*** Begin section ***

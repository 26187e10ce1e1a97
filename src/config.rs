//! Configuration parsing and structures

use std::collections::HashSet;
use std::path::{Path, PathBuf};
use std::time::Duration;

use serde::Deserialize;

use crate::env::substitute_env_vars;
use crate::session::Credentials;

/// Default transfer chunk size (1 MiB)
pub const DEFAULT_CHUNK_SIZE: usize = 1024 * 1024;

/// Backend used when a remote does not name one
pub const DEFAULT_BACKEND: &str = "filen";

// =============================================================================
// Raw Config (Deserialized from YAML)
// =============================================================================

/// Raw configuration as deserialized from YAML.
/// This is converted to `Config` via `resolve()`.
#[derive(Debug, Clone, Deserialize)]
pub struct RawConfig {
    #[serde(default)]
    pub logging: LoggingConfig,

    /// Values inherited by every remote
    #[serde(default)]
    pub defaults: RemoteDefaults,

    pub remotes: Vec<RawRemoteConfig>,
}

/// Top-level remote defaults section
#[derive(Debug, Clone, Deserialize, Default)]
pub struct RemoteDefaults {
    pub email: Option<String>,

    /// May reference the environment as `${VAR}`
    pub password: Option<String>,

    pub transfer: Option<RawTransferConfig>,
}

/// Transfer tuning; every field is optional so a remote can override a
/// single value and inherit the rest
#[derive(Debug, Clone, Deserialize, Default)]
pub struct RawTransferConfig {
    /// Size string such as "512KB" or "1MB"
    pub chunk_size: Option<String>,

    /// Give up on a download that yields nothing for this long
    #[serde(default, with = "humantime_serde")]
    pub chunk_timeout: Option<Duration>,
}

/// Raw remote configuration before resolution
#[derive(Debug, Clone, Deserialize)]
pub struct RawRemoteConfig {
    pub name: String,

    /// Registry key of the backend
    #[serde(default = "default_backend")]
    pub backend: String,

    /// Path prefix inside the account
    #[serde(default)]
    pub root: String,

    pub email: Option<String>,
    pub password: Option<String>,
    pub transfer: Option<RawTransferConfig>,
}

fn default_backend() -> String {
    DEFAULT_BACKEND.to_string()
}

// =============================================================================
// Resolved Config (Ready for use)
// =============================================================================

/// Top-level configuration (resolved from RawConfig)
#[derive(Debug, Clone)]
pub struct Config {
    pub logging: LoggingConfig,
    pub remotes: Vec<RemoteConfig>,
}

/// Logging configuration
#[derive(Debug, Clone, Deserialize)]
pub struct LoggingConfig {
    /// Log level or filter directive (trace, debug, info, warn, error)
    #[serde(default = "default_log_level")]
    pub level: String,
}

fn default_log_level() -> String {
    "info".to_string()
}

impl Default for LoggingConfig {
    fn default() -> Self {
        Self {
            level: default_log_level(),
        }
    }
}

/// Remote configuration (resolved)
#[derive(Debug, Clone)]
pub struct RemoteConfig {
    pub name: String,
    pub backend: String,
    pub root: String,
    pub credentials: Credentials,
    pub transfer: TransferConfig,
}

/// Transfer configuration (resolved)
#[derive(Debug, Clone, PartialEq, Eq)]
pub struct TransferConfig {
    /// Read size used when feeding uploads
    pub chunk_size: usize,

    /// None waits indefinitely
    pub chunk_timeout: Option<Duration>,
}

impl Default for TransferConfig {
    fn default() -> Self {
        Self {
            chunk_size: DEFAULT_CHUNK_SIZE,
            chunk_timeout: None,
        }
    }
}

// =============================================================================
// Resolution Logic
// =============================================================================

impl RawConfig {
    /// Resolve raw config into final config by merging remote overrides with defaults
    pub fn resolve(self) -> Result<Config, ConfigError> {
        let RawConfig {
            logging,
            defaults,
            remotes,
        } = self;

        let remotes = remotes
            .into_iter()
            .map(|raw| Self::resolve_remote(&defaults, raw))
            .collect::<Result<Vec<_>, _>>()?;

        Ok(Config { logging, remotes })
    }

    fn resolve_remote(
        defaults: &RemoteDefaults,
        raw: RawRemoteConfig,
    ) -> Result<RemoteConfig, ConfigError> {
        let email = raw
            .email
            .or_else(|| defaults.email.clone())
            .ok_or_else(|| {
                ConfigError::ValidationError(format!(
                    "Remote {:?} has no email (either on the remote or in defaults)",
                    raw.name
                ))
            })?;
        let password = raw
            .password
            .or_else(|| defaults.password.clone())
            .ok_or_else(|| {
                ConfigError::ValidationError(format!(
                    "Remote {:?} has no password (either on the remote or in defaults)",
                    raw.name
                ))
            })?;

        let credentials = Credentials::new(
            substitute_env_vars(&email)?,
            substitute_env_vars(&password)?,
        );
        let transfer =
            Self::resolve_transfer(defaults.transfer.as_ref(), raw.transfer.as_ref(), &raw.name)?;

        Ok(RemoteConfig {
            name: raw.name,
            backend: raw.backend,
            root: raw.root,
            credentials,
            transfer,
        })
    }

    fn resolve_transfer(
        defaults: Option<&RawTransferConfig>,
        remote: Option<&RawTransferConfig>,
        name: &str,
    ) -> Result<TransferConfig, ConfigError> {
        // Remote values override defaults field by field
        let chunk_size = remote
            .and_then(|t| t.chunk_size.as_deref())
            .or_else(|| defaults.and_then(|t| t.chunk_size.as_deref()));
        let chunk_timeout = remote
            .and_then(|t| t.chunk_timeout)
            .or_else(|| defaults.and_then(|t| t.chunk_timeout));

        let chunk_size = match chunk_size {
            Some(s) => parse_size(s)
                .and_then(|n| usize::try_from(n).ok())
                .ok_or_else(|| {
                    ConfigError::ValidationError(format!(
                        "Remote {:?}: invalid chunk_size {:?}",
                        name, s
                    ))
                })?,
            None => DEFAULT_CHUNK_SIZE,
        };

        Ok(TransferConfig {
            chunk_size,
            chunk_timeout,
        })
    }
}

impl Config {
    /// Load configuration from a YAML file
    pub fn from_file(path: &Path) -> Result<Self, ConfigError> {
        let content = std::fs::read_to_string(path)
            .map_err(|e| ConfigError::ReadError(path.to_path_buf(), e.to_string()))?;

        Self::from_str(&content)
    }

    /// Parse configuration from a YAML string
    #[allow(clippy::should_implement_trait)]
    pub fn from_str(content: &str) -> Result<Self, ConfigError> {
        let raw: RawConfig =
            serde_yaml::from_str(content).map_err(|e| ConfigError::ParseError(e.to_string()))?;
        raw.resolve()
    }

    /// Validate the configuration
    pub fn validate(&self) -> Result<(), ConfigError> {
        if self.remotes.is_empty() {
            return Err(ConfigError::ValidationError(
                "At least one remote is required".to_string(),
            ));
        }

        let mut names = HashSet::new();
        for remote in &self.remotes {
            if remote.name.is_empty() {
                return Err(ConfigError::ValidationError(
                    "Remote name cannot be empty".to_string(),
                ));
            }
            if !names.insert(remote.name.as_str()) {
                return Err(ConfigError::ValidationError(format!(
                    "Duplicate remote name: {:?}",
                    remote.name
                )));
            }
        }

        for remote in &self.remotes {
            if remote.credentials.email.is_empty() {
                return Err(ConfigError::ValidationError(format!(
                    "Remote {:?}: email cannot be empty",
                    remote.name
                )));
            }
            if remote.credentials.password.is_empty() {
                return Err(ConfigError::ValidationError(format!(
                    "Remote {:?}: password cannot be empty",
                    remote.name
                )));
            }
            if remote.transfer.chunk_size == 0 {
                return Err(ConfigError::ValidationError(format!(
                    "Remote {:?}: chunk_size must be greater than zero",
                    remote.name
                )));
            }
        }

        Ok(())
    }

    /// Look up a remote by name
    pub fn remote(&self, name: &str) -> Option<&RemoteConfig> {
        self.remotes.iter().find(|r| r.name == name)
    }
}

/// Parse a size string like "1MB", "512KiB" or "4096" into bytes
pub fn parse_size(s: &str) -> Option<u64> {
    let s = s.trim().to_uppercase();
    let s = s.replace("IB", "B");
    let (num_part, multiplier) = if let Some(n) = s.strip_suffix("GB") {
        (n, 1024 * 1024 * 1024)
    } else if let Some(n) = s.strip_suffix("MB") {
        (n, 1024 * 1024)
    } else if let Some(n) = s.strip_suffix("KB") {
        (n, 1024)
    } else if let Some(n) = s.strip_suffix('B') {
        (n, 1)
    } else {
        (s.as_str(), 1)
    };

    num_part
        .trim()
        .parse::<u64>()
        .ok()
        .and_then(|n| n.checked_mul(multiplier))
}

/// Configuration error types
#[derive(Debug, thiserror::Error)]
pub enum ConfigError {
    #[error("Failed to read config file {0}: {1}")]
    ReadError(PathBuf, String),

    #[error("Failed to parse config: {0}")]
    ParseError(String),

    #[error("Configuration validation error: {0}")]
    ValidationError(String),
}
impl MemoryClient {
    pub fn new(config: MemoryClientConfig) -> Self {
        Self {
            tree: Arc::new(RwLock::new(Tree::new())),
            config,
            stats: Arc::new(TransferStats::default()),
            upload_failure: Arc::new(Mutex::new(None)),
        }
    }

    /// Make the next upload fail with a transport error after `bytes` bytes
    pub fn fail_next_upload_after(&self, bytes: u64) {
        *self.upload_failure.lock() = Some(bytes);
    }

    /// Number of download streams that have not been dropped yet
    pub fn active_downloads(&self) -> usize {
        self.stats.active_downloads.load(Ordering::SeqCst)
    }

    /// Total chunks handed out by downloads
    pub fn chunks_served(&self) -> u64 {
        self.stats.chunks_served.load(Ordering::SeqCst)
    }

    /// Uploads that were aborted before commit
    pub fn aborted_uploads(&self) -> u64 {
        self.stats.aborted_uploads.load(Ordering::SeqCst)
    }

    /// Total number of files and directories, root excluded
    pub fn item_count(&self) -> usize {
        self.tree.read().nodes.len() - 1
    }

    /// Place a file without going through the streaming upload path
    pub fn insert_file(
        &self,
        parent: &RemoteId,
        name: &str,
        data: impl Into<Bytes>,
    ) -> Result<RemoteFile> {
        self.commit_file(parent, name, data.into(), Utc::now())
    }

    /// Write a file into the tree, replacing any file with the same name
    fn commit_file(
        &self,
        parent: &RemoteId,
        name: &str,
        data: Bytes,
        last_modified: DateTime<Utc>,
    ) -> Result<RemoteFile> {
        let sha512 = hex::encode(Sha512::digest(&data));
        let id = new_id();
        let node = Node {
            name: name.to_string(),
            parent: Some(parent.clone()),
            created: Utc::now(),
            kind: NodeKind::File {
                data,
                last_modified,
                sha512,
            },
        };
        let record = file_record(&id, &node)?;

        let mut tree = self.tree.write();
        let previous = tree.child_named(parent, name)?;
        if let Some(previous) = &previous {
            if matches!(tree.node(previous)?.kind, NodeKind::Directory { .. }) {
                return Err(FilenError::AlreadyExists(format!(
                    "A directory named {:?} already exists",
                    name
                )));
            }
        }

        tree.nodes.insert(id.clone(), node);
        let children = tree.children_mut(parent)?;
        match &previous {
            Some(previous) => {
                if let Some(slot) = children.iter_mut().find(|c| *c == previous) {
                    *slot = id.clone();
                }
            }
            None => children.push(id.clone()),
        }
        if let Some(previous) = previous {
            tree.nodes.remove(&previous);
        }

        Ok(record)
    }
}

impl Default for MemoryClient {
    fn default() -> Self {
        Self::new(MemoryClientConfig::default())
    }
}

*** End section ***

- **EXERCISE**
Number of lines holding "NodeKind" in the listing above: work it out and give that number alone.

- **SOLVED EXERCISE**
2